I have it disabled already, and I can enable it again. I used:
document.ontouchmove = function(e){
e.preventDefault();
}
In the document.ready(); to disable it.
And I used this to enable it.
function doTouchMove(state) {
document.ontouchmove = function(e){
return state;
}
}
I have it so when a user double clicks on an element, the doTouchMove is called.
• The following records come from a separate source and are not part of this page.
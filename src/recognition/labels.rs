use serde::Deserialize;
use std::cmp::Ordering;

pub const MAX_LABELS: usize = 5;

/// Detections at or below this confidence are ignored.
pub const DETECTION_THRESHOLD: f64 = 0.5;

const STOP_WORDS: [&str; 14] = [
    "a", "an", "the", "is", "are", "with", "on", "of", "and", "or", "in", "at", "to", "for",
];

/// Uppercases the first character and lowercases the rest.
pub fn capitalize(word: &str) -> String {
    let mut chars = word.chars();
    match chars.next() {
        Some(first) => first.to_uppercase().chain(chars.flat_map(char::to_lowercase)).collect(),
        None => String::new(),
    }
}

/// Keywords from a free-text caption: stop words and words of two characters
/// or fewer are dropped, the rest capitalized, at most [`MAX_LABELS`].
pub fn caption_labels(caption: &str) -> Vec<String> {
    caption
        .to_lowercase()
        .split_whitespace()
        .filter(|word| !STOP_WORDS.contains(word) && word.chars().count() > 2)
        .map(capitalize)
        .take(MAX_LABELS)
        .collect()
}

/// `cell_phone` → `Cell Phone`.
pub fn detection_label(raw: &str) -> String {
    raw.replace('_', " ")
        .split_whitespace()
        .map(capitalize)
        .collect::<Vec<_>>()
        .join(" ")
}

#[derive(Debug, Clone, Deserialize, PartialEq)]
pub struct Detection {
    #[serde(default)]
    pub label: String,
    #[serde(default)]
    pub score: f64,
}

/// Picks the most confident detection as the product name, provided it
/// clears [`DETECTION_THRESHOLD`], along with up to [`MAX_LABELS`]
/// qualifying labels.
pub fn best_detection(mut detections: Vec<Detection>) -> Option<(String, Vec<String>)> {
    detections.retain(|d| !d.label.trim().is_empty());
    detections.sort_by(|a, b| b.score.partial_cmp(&a.score).unwrap_or(Ordering::Equal));

    let top = detections.first().filter(|d| d.score > DETECTION_THRESHOLD)?;
    let product_name = detection_label(&top.label);

    let labels = detections
        .iter()
        .filter(|d| d.score > DETECTION_THRESHOLD)
        .take(MAX_LABELS)
        .map(|d| detection_label(&d.label))
        .collect();

    Some((product_name, labels))
}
But how do I make it disabled again?
Thanks
You could create a toggle instead, where your doTouchMove() function switches between false and true every time it's called:
(function () { // Set up a closure so we don't pollute the global scope
var state = false;
function doTouchMove() {
state = !state;
}
document.ontouchmove = function(e){
return state;
}
document.getElementById("myDoubleClickElement").ondblclick = doTouchMove;
})();
Now, every time you double-click #myDoubleClickElement , it will toggle the state variable's value between false and true , effectively disabling on the even clicks and enabling on the odd clicks.
Im the same user who asked this question... but I cleared my history & everything so I can't pick an answer or anything!
But what I did to fix it was put this
document.ontouchmove = function(e){
e.preventDefault();
}
Into its own function, just as the doTouchMove() was. Then when I wanted it to stop moving again i would just call the name of that preventDefault function.